КТ коленного сустава и голени. Оскольчатый перелом большеберцовой кости в верхней трети диафиза (красная стрелка), перелом головки малоберцовой кости (синяя стрелка), перелом латерального мыщелка большеберцовой кости (зеленая стрелка).

Переломы лодыжек

Составляют примерно 60% от общего числа переломов костей голени. Появляются в результате прямой (удар по лодыжке) и непрямой (форсированный поворот, подворачивание стопы кнутри или кнаружи) травмы. Возможны:

  • изолированные переломы внутренней и наружной лодыжки;
  • двухлодыжечные переломы (переломы обеих лодыжек);
  • двухлодыжечные переломы в сочетании с переломом переднего или заднего края большеберцовой кости (переломы Потта-Десто, другое название – «трехлодыжечные переломы»).
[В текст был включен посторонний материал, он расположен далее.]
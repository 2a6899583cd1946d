//! Core data models for the Payroll Engine.
//!
//! This module contains the domain models used throughout the engine.

mod employee;
mod pay_record;
mod payslip;

pub use employee::{Employee, EmployeeDraft};
pub use pay_record::{PayRecord, PayRecordDraft};
pub use payslip::Payslip;
//! Payroll Engine server.
//!
//! Usage: `payroll-engine [config.yaml]`

use std::env;

use tracing::info;
use tracing_subscriber::EnvFilter;

use payroll_engine::api::{AppState, create_router};
use payroll_engine::config::{AppConfig, ConfigLoader};
use payroll_engine::service::PayrollService;
use payroll_engine::store::JsonFileStore;

#[tokio::main]
async fn main() -> Result<(), Box<dyn std::error::Error>> {
    tracing_subscriber::fmt()
        .with_env_filter(
            EnvFilter::try_from_default_env().unwrap_or_else(|_| EnvFilter::new("info")),
        )
        .init();

    let config = match env::args().nth(1) {
        Some(path) => ConfigLoader::load(&path)?.into_config(),
        None => AppConfig::default(),
    };

    info!(
        data_path = %config.data_path.display(),
        page_size = config.page_size,
        "Starting payroll engine"
    );

    let store = JsonFileStore::new(config.data_path.clone());
    let service = PayrollService::new(store, config.page_size);
    let app = create_router(AppState::new(service));

    let listener = tokio::net::TcpListener::bind(&config.bind_address).await?;
    info!(address = %config.bind_address, "Listening");
    axum::serve(listener, app).await?;

    Ok(())
}
//! Read-side queries over the pay record collection.

mod pay_records;

pub use pay_records::{
    DEFAULT_PAGE_SIZE, EnrichedPayRecord, PayRecordFilter, PayRecordPage, enrich_pay_records,
    filter_pay_records, query_pay_records,
};
//! Tabular export of pay records.

mod csv_export;

pub use csv_export::{EXPORT_FILE_NAME, EXPORT_HEADERS, export_pay_records_csv};
//! JSON file backend.
//!
//! The whole [`PayrollState`] lives in one pretty-printed JSON document. Saves
//! go through a uniquely named temporary file in the same directory that is
//! synced and then renamed over the target, so a reader sees either the old
//! document or the new one, even when several processes save concurrently.

use std::fs;
use std::io::{ErrorKind, Write};
use std::path::{Path, PathBuf};

use tempfile::NamedTempFile;
use tracing::debug;

use crate::error::{EngineError, EngineResult};

use super::{EntityStore, PayrollState};

/// Stores the payroll state as a JSON document on disk.
///
/// # Example
///
/// ```no_run
/// use payroll_engine::store::{EntityStore, JsonFileStore};
///
/// let store = JsonFileStore::new("data.json");
/// let state = store.load()?;
/// store.save(&state)?;
/// # Ok::<(), payroll_engine::error::EngineError>(())
/// ```
#[derive(Debug, Clone)]
pub struct JsonFileStore {
    path: PathBuf,
}

impl JsonFileStore {
    /// Creates a store backed by the document at `path`.
    ///
    /// Nothing is read or created until the first `load` or `save`.
    pub fn new(path: impl Into<PathBuf>) -> Self {
        Self { path: path.into() }
    }

    /// Returns the path of the backing document.
    pub fn path(&self) -> &Path {
        &self.path
    }

    fn storage_error(&self, message: impl ToString) -> EngineError {
        EngineError::Storage {
            path: self.path.display().to_string(),
            message: message.to_string(),
        }
    }

    fn directory(&self) -> &Path {
        self.path
            .parent()
            .filter(|d| !d.as_os_str().is_empty())
            .unwrap_or_else(|| Path::new("."))
    }
}

impl EntityStore for JsonFileStore {
    fn load(&self) -> EngineResult<PayrollState> {
        let bytes = match fs::read(&self.path) {
            Ok(bytes) => bytes,
            Err(err) if err.kind() == ErrorKind::NotFound => {
                debug!(path = %self.path.display(), "No payroll document yet, starting fresh");
                return Ok(PayrollState::default());
            }
            Err(err) => return Err(self.storage_error(err)),
        };

        serde_json::from_slice(&bytes).map_err(|e| self.storage_error(e))
    }

    fn save(&self, state: &PayrollState) -> EngineResult<()> {
        let bytes = serde_json::to_vec_pretty(state).map_err(|e| self.storage_error(e))?;

        let dir = self.directory();
        fs::create_dir_all(dir).map_err(|e| self.storage_error(e))?;

        // Dropping the temp file on any failure below removes it.
        let mut tmp = NamedTempFile::new_in(dir).map_err(|e| self.storage_error(e))?;
        tmp.write_all(&bytes).map_err(|e| self.storage_error(e))?;
        tmp.as_file().sync_all().map_err(|e| self.storage_error(e))?;
        tmp.persist(&self.path).map_err(|e| self.storage_error(e.error))?;

        debug!(
            path = %self.path.display(),
            employees = state.employees.len(),
            pay_records = state.pay_records.len(),
            "Saved payroll document"
        );
        Ok(())
    }
}

#[cfg(test)]
mod tests {
    use super::*;
    use crate::calculation::compute_pay;
    use crate::models::{EmployeeDraft, PayRecordDraft};
    use chrono::{NaiveDate, Utc};
    use rust_decimal::Decimal;
    use std::thread;
    use tempfile::tempdir;

    fn directory_entries(dir: &Path) -> Vec<String> {
        let mut names: Vec<String> = fs::read_dir(dir)
            .unwrap()
            .map(|entry| entry.unwrap().file_name().to_string_lossy().into_owned())
            .collect();
        names.sort();
        names
    }

    fn populated_state() -> PayrollState {
        let mut state = PayrollState::default();
        state.add_employee(
            EmployeeDraft {
                name: "Alice".to_string(),
                pay_rate: Decimal::new(2000, 2),
            },
            Utc::now(),
        );
        let draft = PayRecordDraft {
            employee_id: 1,
            period_start: NaiveDate::from_ymd_opt(2026, 1, 5).unwrap(),
            period_end: NaiveDate::from_ymd_opt(2026, 1, 11).unwrap(),
            hours_worked: Decimal::new(40, 0),
            overtime_hours: Decimal::new(5, 0),
            deductions: Decimal::new(50, 0),
            notes: Some("first week, \"busy\"".to_string()),
        };
        let pay = compute_pay(
            Decimal::new(2000, 2),
            draft.hours_worked,
            draft.overtime_hours,
            draft.deductions,
        )
        .unwrap();
        state.add_pay_record(draft, pay, Utc::now());
        state
    }

    #[test]
    fn test_load_missing_file_returns_fresh_state() {
        let dir = tempdir().unwrap();
        let store = JsonFileStore::new(dir.path().join("data.json"));

        let state = store.load().unwrap();
        assert_eq!(state, PayrollState::default());
    }

    #[test]
    fn test_load_after_save_returns_equal_state() {
        let dir = tempdir().unwrap();
        let store = JsonFileStore::new(dir.path().join("data.json"));
        let state = populated_state();

        store.save(&state).unwrap();
        let loaded = store.load().unwrap();

        assert_eq!(loaded, state);
    }

    #[test]
    fn test_save_creates_missing_parent_directories() {
        let dir = tempdir().unwrap();
        let store = JsonFileStore::new(dir.path().join("nested/deeper/data.json"));

        store.save(&PayrollState::default()).unwrap();
        assert!(store.path().exists());
    }

    #[test]
    fn test_save_leaves_no_temporary_file() {
        let dir = tempdir().unwrap();
        let store = JsonFileStore::new(dir.path().join("data.json"));

        store.save(&populated_state()).unwrap();
        assert_eq!(directory_entries(dir.path()), vec!["data.json".to_string()]);
    }

    #[test]
    fn test_concurrent_saves_to_one_path_leave_valid_document() {
        let dir = tempdir().unwrap();
        let path = dir.path().join("data.json");
        let full = populated_state();

        let handles: Vec<_> = (0..4)
            .map(|i| {
                let store = JsonFileStore::new(&path);
                let state = if i % 2 == 0 {
                    full.clone()
                } else {
                    PayrollState::default()
                };
                let full = full.clone();
                thread::spawn(move || {
                    for _ in 0..25 {
                        store.save(&state).unwrap();
                        let loaded = store.load().unwrap();
                        assert!(loaded == full || loaded == PayrollState::default());
                    }
                })
            })
            .collect();
        for handle in handles {
            handle.join().unwrap();
        }

        let loaded = JsonFileStore::new(&path).load().unwrap();
        assert!(loaded == full || loaded == PayrollState::default());
        assert_eq!(directory_entries(dir.path()), vec!["data.json".to_string()]);
    }

    #[test]
    fn test_bare_file_name_saves_next_to_it() {
        let store = JsonFileStore::new("data.json");
        assert_eq!(store.directory(), Path::new("."));
    }

    #[test]
    fn test_save_overwrites_previous_document() {
        let dir = tempdir().unwrap();
        let store = JsonFileStore::new(dir.path().join("data.json"));

        store.save(&populated_state()).unwrap();
        store.save(&PayrollState::default()).unwrap();

        assert_eq!(store.load().unwrap(), PayrollState::default());
    }

    #[test]
    fn test_corrupt_document_is_storage_error() {
        let dir = tempdir().unwrap();
        let path = dir.path().join("data.json");
        fs::write(&path, b"{ not json").unwrap();

        match JsonFileStore::new(&path).load() {
            Err(EngineError::Storage { path: p, .. }) => assert!(p.ends_with("data.json")),
            other => panic!("Expected Storage error, got {:?}", other),
        }
    }

    #[test]
    fn test_unwritable_target_is_storage_error() {
        let dir = tempdir().unwrap();
        // A directory where the document should be makes the rename fail.
        let path = dir.path().join("data.json");
        fs::create_dir(&path).unwrap();
        fs::write(path.join("occupant"), b"x").unwrap();

        let result = JsonFileStore::new(&path).save(&PayrollState::default());
        assert!(matches!(result, Err(EngineError::Storage { .. })));
    }

    #[test]
    fn test_document_is_pretty_printed_json() {
        let dir = tempdir().unwrap();
        let store = JsonFileStore::new(dir.path().join("data.json"));
        store.save(&populated_state()).unwrap();

        let text = fs::read_to_string(store.path()).unwrap();
        let value: serde_json::Value = serde_json::from_str(&text).unwrap();
        assert_eq!(value["next_employee_id"], 2);
        let gross: Decimal = value["pay_records"][0]["gross_pay"]
            .as_str()
            .unwrap()
            .parse()
            .unwrap();
        assert_eq!(gross, Decimal::new(950, 0));
        assert!(text.contains('\n'));
    }
}
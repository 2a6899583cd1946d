//! Pay record model and its input draft.
//!
//! A [`PayRecord`] captures the hours an employee worked over a pay period
//! together with the pay figures derived from them. Callers never supply
//! `gross_pay` or `net_pay`; those come from the pay calculator.

use chrono::{DateTime, NaiveDate, Utc};
use rust_decimal::Decimal;
use serde::{Deserialize, Serialize};

use crate::calculation::PayBreakdown;
use crate::error::{EngineError, EngineResult};

/// A stored pay record for one employee and one pay period.
///
/// # Example
///
/// ```
/// use payroll_engine::models::PayRecord;
///
/// let json = r#"{
///     "id": 1,
///     "employee_id": 1,
///     "period_start": "2026-01-05",
///     "period_end": "2026-01-11",
///     "hours_worked": "40",
///     "gross_pay": "800",
///     "net_pay": "800",
///     "added_at": "2026-01-12T08:00:00Z"
/// }"#;
/// let record: PayRecord = serde_json::from_str(json).unwrap();
/// assert!(record.overtime_hours.is_zero());
/// assert!(record.notes.is_none());
/// ```
#[derive(Debug, Clone, PartialEq, Serialize, Deserialize)]
pub struct PayRecord {
    /// Unique identifier assigned by the store.
    pub id: u64,
    /// The employee this record belongs to. May reference a deleted employee.
    pub employee_id: u64,
    /// First day of the pay period (inclusive).
    pub period_start: NaiveDate,
    /// Last day of the pay period (inclusive).
    pub period_end: NaiveDate,
    /// Ordinary hours worked in the period.
    pub hours_worked: Decimal,
    /// Overtime hours worked in the period.
    #[serde(default)]
    pub overtime_hours: Decimal,
    /// Amount deducted from gross pay.
    #[serde(default)]
    pub deductions: Decimal,
    /// Free-text notes.
    #[serde(default)]
    pub notes: Option<String>,
    /// Derived gross pay, including the overtime premium.
    pub gross_pay: Decimal,
    /// Derived net pay. May be negative.
    pub net_pay: Decimal,
    /// When the record was created. Never changes.
    pub added_at: DateTime<Utc>,
}

impl PayRecord {
    /// Builds a new record from a validated draft and its computed pay.
    pub fn new(id: u64, draft: PayRecordDraft, pay: PayBreakdown, added_at: DateTime<Utc>) -> Self {
        Self {
            id,
            employee_id: draft.employee_id,
            period_start: draft.period_start,
            period_end: draft.period_end,
            hours_worked: draft.hours_worked,
            overtime_hours: draft.overtime_hours,
            deductions: draft.deductions,
            notes: normalize_notes(draft.notes),
            gross_pay: pay.gross_pay,
            net_pay: pay.net_pay,
            added_at,
        }
    }

    /// Replaces every caller-editable field, keeping `id` and `added_at`.
    pub fn replace(&mut self, draft: PayRecordDraft, pay: PayBreakdown) {
        self.employee_id = draft.employee_id;
        self.period_start = draft.period_start;
        self.period_end = draft.period_end;
        self.hours_worked = draft.hours_worked;
        self.overtime_hours = draft.overtime_hours;
        self.deductions = draft.deductions;
        self.notes = normalize_notes(draft.notes);
        self.gross_pay = pay.gross_pay;
        self.net_pay = pay.net_pay;
    }
}

fn normalize_notes(notes: Option<String>) -> Option<String> {
    notes.filter(|n| !n.trim().is_empty())
}

/// Caller-supplied pay record fields, used for both add and edit.
#[derive(Debug, Clone, PartialEq, Serialize, Deserialize)]
pub struct PayRecordDraft {
    /// The employee the record belongs to.
    pub employee_id: u64,
    /// First day of the pay period.
    pub period_start: NaiveDate,
    /// Last day of the pay period.
    pub period_end: NaiveDate,
    /// Ordinary hours worked.
    pub hours_worked: Decimal,
    /// Overtime hours worked, defaulting to zero.
    #[serde(default)]
    pub overtime_hours: Decimal,
    /// Deductions, defaulting to zero.
    #[serde(default)]
    pub deductions: Decimal,
    /// Optional notes.
    #[serde(default)]
    pub notes: Option<String>,
}

impl PayRecordDraft {
    /// Rejects negative hours or deductions.
    ///
    /// The period bounds are deliberately not compared: a period whose start
    /// falls after its end is accepted as given.
    pub fn validate(&self) -> EngineResult<()> {
        let amounts = [
            ("hours_worked", self.hours_worked),
            ("overtime_hours", self.overtime_hours),
            ("deductions", self.deductions),
        ];
        for (field, value) in amounts {
            if value < Decimal::ZERO {
                return Err(EngineError::invalid_input(
                    field,
                    format!("must not be negative, got {}", value),
                ));
            }
        }
        Ok(())
    }
}
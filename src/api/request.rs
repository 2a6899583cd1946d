//! Request types for the Payroll Engine API.
//!
//! This module defines the JSON bodies for creating and editing employees and
//! pay records, and the query-string parameters of the pay record listing.

use chrono::NaiveDate;
use rust_decimal::Decimal;
use serde::{Deserialize, Serialize};

use crate::error::{EngineError, EngineResult};
use crate::models::{EmployeeDraft, PayRecordDraft};
use crate::query::PayRecordFilter;

/// Request body for creating or replacing an employee.
#[derive(Debug, Clone, Serialize, Deserialize)]
pub struct EmployeeRequest {
    /// The employee's display name.
    pub name: String,
    /// The hourly pay rate.
    pub pay_rate: Decimal,
}

/// Request body for creating or replacing a pay record.
///
/// Gross and net pay are not accepted; they are always computed.
#[derive(Debug, Clone, Serialize, Deserialize)]
pub struct PayRecordRequest {
    /// The employee the record belongs to.
    pub employee_id: u64,
    /// First day of the pay period.
    pub period_start: NaiveDate,
    /// Last day of the pay period.
    pub period_end: NaiveDate,
    /// Ordinary hours worked.
    pub hours_worked: Decimal,
    /// Overtime hours worked.
    #[serde(default)]
    pub overtime_hours: Decimal,
    /// Deductions from gross pay.
    #[serde(default)]
    pub deductions: Decimal,
    /// Optional notes.
    #[serde(default)]
    pub notes: Option<String>,
}

/// Query-string parameters of `GET /pay-records`.
///
/// Values arrive as raw strings so that blank form fields can be told apart
/// from malformed ones.
#[derive(Debug, Clone, Default, Serialize, Deserialize)]
pub struct ListParams {
    /// Employee name substring.
    pub name: Option<String>,
    /// Earliest period start, `YYYY-MM-DD`.
    pub start_date: Option<String>,
    /// Latest period end, `YYYY-MM-DD`.
    pub end_date: Option<String>,
    /// 1-indexed page number.
    pub page: Option<String>,
}

impl ListParams {
    /// Converts the raw parameters into a filter and page number.
    ///
    /// Blank values count as absent. A malformed date is `InvalidInput`; a
    /// malformed page number falls back to page 1.
    pub fn into_query(self) -> EngineResult<(PayRecordFilter, i64)> {
        let filter = PayRecordFilter {
            name: non_blank(self.name),
            start_date: parse_date("start_date", self.start_date)?,
            end_date: parse_date("end_date", self.end_date)?,
        };
        let page = non_blank(self.page)
            .and_then(|p| p.trim().parse::<i64>().ok())
            .unwrap_or(1);
        Ok((filter, page))
    }
}

fn non_blank(value: Option<String>) -> Option<String> {
    value.filter(|v| !v.trim().is_empty())
}

fn parse_date(field: &str, value: Option<String>) -> EngineResult<Option<NaiveDate>> {
    non_blank(value)
        .map(|raw| {
            NaiveDate::parse_from_str(raw.trim(), "%Y-%m-%d").map_err(|_| {
                EngineError::invalid_input(field, format!("'{}' is not a YYYY-MM-DD date", raw))
            })
        })
        .transpose()
}

impl From<EmployeeRequest> for EmployeeDraft {
    fn from(req: EmployeeRequest) -> Self {
        EmployeeDraft {
            name: req.name,
            pay_rate: req.pay_rate,
        }
    }
}

impl From<PayRecordRequest> for PayRecordDraft {
    fn from(req: PayRecordRequest) -> Self {
        PayRecordDraft {
            employee_id: req.employee_id,
            period_start: req.period_start,
            period_end: req.period_end,
            hours_worked: req.hours_worked,
            overtime_hours: req.overtime_hours,
            deductions: req.deductions,
            notes: req.notes,
        }
    }
}

#[cfg(test)]
mod tests {
    use super::*;

    fn params(
        name: Option<&str>,
        start: Option<&str>,
        end: Option<&str>,
        page: Option<&str>,
    ) -> ListParams {
        ListParams {
            name: name.map(str::to_string),
            start_date: start.map(str::to_string),
            end_date: end.map(str::to_string),
            page: page.map(str::to_string),
        }
    }

    #[test]
    fn test_deserialize_pay_record_request_with_defaults() {
        let json = r#"{
            "employee_id": 1,
            "period_start": "2026-01-05",
            "period_end": "2026-01-11",
            "hours_worked": 40
        }"#;

        let request: PayRecordRequest = serde_json::from_str(json).unwrap();
        assert_eq!(request.employee_id, 1);
        assert_eq!(request.hours_worked, Decimal::new(40, 0));
        assert_eq!(request.overtime_hours, Decimal::ZERO);
        assert_eq!(request.notes, None);
    }

    #[test]
    fn test_pay_record_conversion() {
        let request = PayRecordRequest {
            employee_id: 2,
            period_start: NaiveDate::from_ymd_opt(2026, 1, 5).unwrap(),
            period_end: NaiveDate::from_ymd_opt(2026, 1, 11).unwrap(),
            hours_worked: Decimal::new(38, 0),
            overtime_hours: Decimal::new(2, 0),
            deductions: Decimal::new(10, 0),
            notes: Some("ok".to_string()),
        };

        let draft: PayRecordDraft = request.into();
        assert_eq!(draft.employee_id, 2);
        assert_eq!(draft.overtime_hours, Decimal::new(2, 0));
        assert_eq!(draft.notes.as_deref(), Some("ok"));
    }

    #[test]
    fn test_employee_conversion() {
        let draft: EmployeeDraft = EmployeeRequest {
            name: "Alice".to_string(),
            pay_rate: Decimal::new(20, 0),
        }
        .into();
        assert_eq!(draft.name, "Alice");
    }

    #[test]
    fn test_empty_params_mean_no_filter_and_first_page() {
        let (filter, page) = ListParams::default().into_query().unwrap();
        assert_eq!(filter, PayRecordFilter::default());
        assert_eq!(page, 1);
    }

    #[test]
    fn test_blank_values_are_absent() {
        let (filter, page) = params(Some(""), Some(" "), Some(""), Some("")).into_query().unwrap();
        assert_eq!(filter, PayRecordFilter::default());
        assert_eq!(page, 1);
    }

    #[test]
    fn test_dates_and_page_are_parsed() {
        let (filter, page) = params(Some("ali"), Some("2026-01-01"), Some("2026-01-31"), Some("3"))
            .into_query()
            .unwrap();
        assert_eq!(filter.name.as_deref(), Some("ali"));
        assert_eq!(filter.start_date, NaiveDate::from_ymd_opt(2026, 1, 1));
        assert_eq!(filter.end_date, NaiveDate::from_ymd_opt(2026, 1, 31));
        assert_eq!(page, 3);
    }

    #[test]
    fn test_negative_page_passes_through_for_clamping() {
        let (_, page) = params(None, None, None, Some("-2")).into_query().unwrap();
        assert_eq!(page, -2);
    }

    #[test]
    fn test_malformed_page_falls_back_to_first() {
        let (_, page) = params(None, None, None, Some("two")).into_query().unwrap();
        assert_eq!(page, 1);
    }

    #[test]
    fn test_malformed_date_is_invalid_input() {
        match params(None, Some("01/02/2026"), None, None).into_query() {
            Err(EngineError::InvalidInput { field, message }) => {
                assert_eq!(field, "start_date");
                assert!(message.contains("01/02/2026"));
            }
            other => panic!("Expected InvalidInput, got {:?}", other),
        }
    }

    #[test]
    fn test_impossible_date_is_invalid_input() {
        let result = params(None, None, Some("2026-02-30"), None).into_query();
        assert!(matches!(result, Err(EngineError::InvalidInput { .. })));
    }
}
Любые переломы лодыжек могут сопровождаться разрывом связок, смещением отломков и подвывихом стопы (переломовывихи), однако, чаще такие повреждения наблюдаются при двух- и трехлодыжечных переломах. Для перелома наружной лодыжки характерен подвывих стопы кнутри, для перелома внутренней лодыжки – подвывих стопы кнаружи.

Голеностопный сустав отечен, резко болезненен. Опора на ногу затруднена, при переломовывихах невозможна. При переломовывихах наблюдается отклонение стопы в соответствующую сторону, при переломах Потта-Десто – сгибание стопы в подошвенную сторону. Для подтверждения диагноза выполняют рентгенографию в двух, иногда – в трех проекциях.

Лечение

Анестезия перелома, репозиция, наложение гипсовой лонгеты. При переломе одной лодыжки без смещения срок иммобилизации составляет 4 недели, при двухлодыжечных переломах (в том числе – с подвывихом стопы) – 8 недель, при переломах Потта-Десто и разрывах межберцового синдесмоза – 12 недель. Операция показана при невозможности сопоставления костных фрагментов и интерпозиции мягких тканей.